A Super-Localized Generalized Finite Element Method

TL;DR

This paper introduces a new multi-scale finite element method for elliptic PDEs with complex coefficients, achieving high accuracy and efficiency through localized basis functions and rigorous error analysis.

Contribution

It develops a super-localized generalized finite element method with uniform approximation rates and higher-order extensions, advancing numerical homogenization techniques.

Findings

Method achieves super-exponential localization of basis functions.

Numerical experiments confirm high accuracy for high-contrast coefficients.
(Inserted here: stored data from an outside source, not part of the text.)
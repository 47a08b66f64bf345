//! Billing domain errors

use core_kernel::PortError;
use thiserror::Error;

/// Errors that can occur in the billing domain
#[derive(Debug, Error)]
pub enum BillingError {
    /// The customer roster is empty, so there is nothing to bill
    #[error("No customers found to generate invoices for")]
    NoCustomers,

    /// An invoice status string did not match the fixed enumeration
    #[error("Unknown invoice status: {0}")]
    UnknownStatus(String),

    /// A payment method string did not match the fixed enumeration
    #[error("Unknown payment method: {0}")]
    UnknownPaymentMethod(String),

    /// A store operation failed
    #[error(transparent)]
    Port(#[from] PortError),
}

impl BillingError {
    /// Returns true if the error should be reported to the caller as
    /// their mistake rather than a system failure
    pub fn is_client_error(&self) -> bool {
        !matches!(self, BillingError::Port(_))
    }
}

#[cfg(test)]
mod tests {
    use super::*;

    #[test]
    fn test_error_display() {
        assert_eq!(
            BillingError::NoCustomers.to_string(),
            "No customers found to generate invoices for"
        );
        assert_eq!(
            BillingError::UnknownPaymentMethod("Cheque".to_string()).to_string(),
            "Unknown payment method: Cheque"
        );
    }

    #[test]
    fn test_client_error_classification() {
        assert!(BillingError::NoCustomers.is_client_error());
        assert!(!BillingError::Port(PortError::connection("down")).is_client_error());
    }
}
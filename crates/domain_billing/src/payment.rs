//! Payment details
//!
//! Payments are not standalone records; recording one mutates the
//! invoice it settles. This module carries the accepted methods and the
//! details a caller supplies when settling an invoice.

use chrono::NaiveDate;
use serde::{Deserialize, Serialize};
use std::fmt;
use std::str::FromStr;

use crate::error::BillingError;

/// Accepted payment methods
#[derive(Debug, Clone, Copy, PartialEq, Eq, Hash, Serialize, Deserialize)]
pub enum PaymentMethod {
    /// Cash at the office or to a field agent
    Cash,
    /// Credit or debit card
    Card,
    /// Direct bank transfer
    BankTransfer,
    /// UPI transfer
    Upi,
}

impl PaymentMethod {
    pub const ALL: [PaymentMethod; 4] = [
        PaymentMethod::Cash,
        PaymentMethod::Card,
        PaymentMethod::BankTransfer,
        PaymentMethod::Upi,
    ];

    pub fn as_str(&self) -> &'static str {
        match self {
            PaymentMethod::Cash => "Cash",
            PaymentMethod::Card => "Card",
            PaymentMethod::BankTransfer => "BankTransfer",
            PaymentMethod::Upi => "Upi",
        }
    }
}

impl fmt::Display for PaymentMethod {
    fn fmt(&self, f: &mut fmt::Formatter<'_>) -> fmt::Result {
        write!(f, "{}", self.as_str())
    }
}

impl FromStr for PaymentMethod {
    type Err = BillingError;

    fn from_str(s: &str) -> Result<Self, Self::Err> {
        match s {
            "Cash" => Ok(PaymentMethod::Cash),
            "Card" => Ok(PaymentMethod::Card),
            "BankTransfer" => Ok(PaymentMethod::BankTransfer),
            "Upi" => Ok(PaymentMethod::Upi),
            other => Err(BillingError::UnknownPaymentMethod(other.to_string())),
        }
    }
}

/// Details supplied when settling an invoice.
///
/// The payment date defaults to today when omitted. Notes, when
/// present, replace the invoice's existing notes.
#[derive(Debug, Clone)]
pub struct PaymentDetails {
    /// When the payment was received; today when omitted
    pub payment_date: Option<NaiveDate>,
    /// How the payment was made
    pub payment_method: PaymentMethod,
    /// Free-text notes to store on the invoice
    pub notes: Option<String>,
}

impl PaymentDetails {
    pub fn new(payment_method: PaymentMethod) -> Self {
        Self {
            payment_date: None,
            payment_method,
            notes: None,
        }
    }

    pub fn with_date(mut self, payment_date: NaiveDate) -> Self {
        self.payment_date = Some(payment_date);
        self
    }

    pub fn with_notes(mut self, notes: impl Into<String>) -> Self {
        self.notes = Some(notes.into());
        self
    }
}
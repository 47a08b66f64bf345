//! # Back-Office Account Domain
//!
//! The people who operate the back office: user accounts with access
//! roles, the teams they belong to, and the Argon2 credential hashing
//! used at login.
//!
//! Accounts are separate from the subscriber-facing domains. A
//! [`User`] is an operator of the system; a customer never logs in.
//! Role checks themselves live at the API boundary, this crate only
//! defines the role taxonomy and the hashing primitives.

pub mod error;
pub mod password;
pub mod team;
pub mod user;

pub use error::AccountError;
pub use password::{hash_password, verify_password};
pub use team::Team;
pub use user::{Role, User};
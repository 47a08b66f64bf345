//! Comprehensive unit tests for the Identifiers module
//!
//! Tests cover all identifier types, their creation, parsing,
//! conversion, and display formatting.

use core_kernel::{CustomerId, InvoiceId, TeamId, UserId};
use uuid::Uuid;

mod customer_id_tests {
    use super::*;

    #[test]
    fn test_new_generates_unique_ids() {
        let id1 = CustomerId::new();
        let id2 = CustomerId::new();
        assert_ne!(id1, id2);
    }

    #[test]
    fn test_new_v7_generates_time_ordered_ids() {
        let id1 = CustomerId::new_v7();
        std::thread::sleep(std::time::Duration::from_millis(1));
        let id2 = CustomerId::new_v7();
        let uuid1: Uuid = id1.into();
        let uuid2: Uuid = id2.into();
        assert!(uuid1 < uuid2);
    }

    #[test]
    fn test_from_uuid() {
        let uuid = Uuid::new_v4();
        let id = CustomerId::from_uuid(uuid);
        assert_eq!(*id.as_uuid(), uuid);
    }

    #[test]
    fn test_prefix() {
        assert_eq!(CustomerId::prefix(), "CUS");
    }

    #[test]
    fn test_display_format() {
        let id = CustomerId::new();
        let display = id.to_string();
        assert!(display.starts_with("CUS-"));
    }

    #[test]
    fn test_from_str_with_prefix() {
        let original = CustomerId::new();
        let string = original.to_string();
        let parsed: CustomerId = string.parse().unwrap();
        assert_eq!(original, parsed);
    }

    #[test]
    fn test_from_str_without_prefix() {
        let uuid = Uuid::new_v4();
        let parsed: CustomerId = uuid.to_string().parse().unwrap();
        assert_eq!(*parsed.as_uuid(), uuid);
    }

    #[test]
    fn test_uuid_conversion() {
        let uuid = Uuid::new_v4();
        let id: CustomerId = uuid.into();
        let back: Uuid = id.into();
        assert_eq!(uuid, back);
    }

    #[test]
    fn test_json_serialization() {
        let id = CustomerId::new();
        let json = serde_json::to_string(&id).unwrap();
        let deserialized: CustomerId = serde_json::from_str(&json).unwrap();
        assert_eq!(id, deserialized);
    }
}

mod invoice_id_tests {
    use super::*;

    #[test]
    fn test_new_generates_unique_ids() {
        let id1 = InvoiceId::new();
        let id2 = InvoiceId::new();
        assert_ne!(id1, id2);
    }

    #[test]
    fn test_prefix() {
        assert_eq!(InvoiceId::prefix(), "INV");
    }

    #[test]
    fn test_display_format() {
        let id = InvoiceId::new();
        let display = id.to_string();
        assert!(display.starts_with("INV-"));
    }

    #[test]
    fn test_roundtrip() {
        let original = InvoiceId::new();
        let string = original.to_string();
        let parsed: InvoiceId = string.parse().unwrap();
        assert_eq!(original, parsed);
    }
}

mod user_id_tests {
    use super::*;

    #[test]
    fn test_new_generates_unique_ids() {
        let id1 = UserId::new();
        let id2 = UserId::new();
        assert_ne!(id1, id2);
    }

    #[test]
    fn test_prefix() {
        assert_eq!(UserId::prefix(), "USR");
    }

    #[test]
    fn test_display_format() {
        let id = UserId::new();
        let display = id.to_string();
        assert!(display.starts_with("USR-"));
    }
}

mod team_id_tests {
    use super::*;

    #[test]
    fn test_new_generates_unique_ids() {
        let id1 = TeamId::new();
        let id2 = TeamId::new();
        assert_ne!(id1, id2);
    }

    #[test]
    fn test_prefix() {
        assert_eq!(TeamId::prefix(), "TEAM");
    }

    #[test]
    fn test_display_format() {
        let id = TeamId::new();
        let display = id.to_string();
        assert!(display.starts_with("TEAM-"));
    }
}

mod cross_type_tests {
    use super::*;

    #[test]
    fn test_different_id_types_are_distinct() {
        // Same UUID should create different identifier instances
        // that are type-safe (can't mix CustomerId with InvoiceId)
        let uuid = Uuid::new_v4();
        let customer_id = CustomerId::from_uuid(uuid);
        let invoice_id = InvoiceId::from_uuid(uuid);

        // They contain the same UUID but are different types
        assert_eq!(*customer_id.as_uuid(), *invoice_id.as_uuid());
    }

    #[test]
    fn test_id_prefixes_are_unique() {
        let prefixes = vec![
            CustomerId::prefix(),
            InvoiceId::prefix(),
            UserId::prefix(),
            TeamId::prefix(),
        ];

        // Check all prefixes are unique
        let mut unique_prefixes: Vec<&str> = prefixes.clone();
        unique_prefixes.sort();
        unique_prefixes.dedup();

        assert_eq!(
            prefixes.len(),
            unique_prefixes.len(),
            "All identifier prefixes should be unique"
        );
    }
}

mod edge_cases {
    use super::*;

    #[test]
    fn test_nil_uuid() {
        let nil_uuid = Uuid::nil();
        let id = CustomerId::from_uuid(nil_uuid);
        assert!(id.as_uuid().is_nil());
    }

    #[test]
    fn test_max_uuid() {
        let max_uuid = Uuid::max();
        let id = CustomerId::from_uuid(max_uuid);
        assert_eq!(*id.as_uuid(), max_uuid);
    }
}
Error analysis supports theoretical approximation guarantees.

Abstract

This paper presents a novel multi-scale method for elliptic partial differential equations with arbitrarily rough coefficients. In the spirit of numerical homogenization, the method constructs problem-adapted ansatz spaces with uniform algebraic approximation rates. Localized basis functions with the same super-exponential localization properties as the recently proposed Super-Localized Orthogonal Decomposition enable an efficient implementation. The method's basis stability is enforced using a partition of unity approach. A natural extension to higher order is presented, resulting in higher approximation rates and enhanced localization properties. We perform a rigorous a priori and a posteriori error analysis and confirm our theoretical findings in a series of numerical experiments. In particular, we demonstrate the method's applicability for challenging high-contrast channeled coefficients.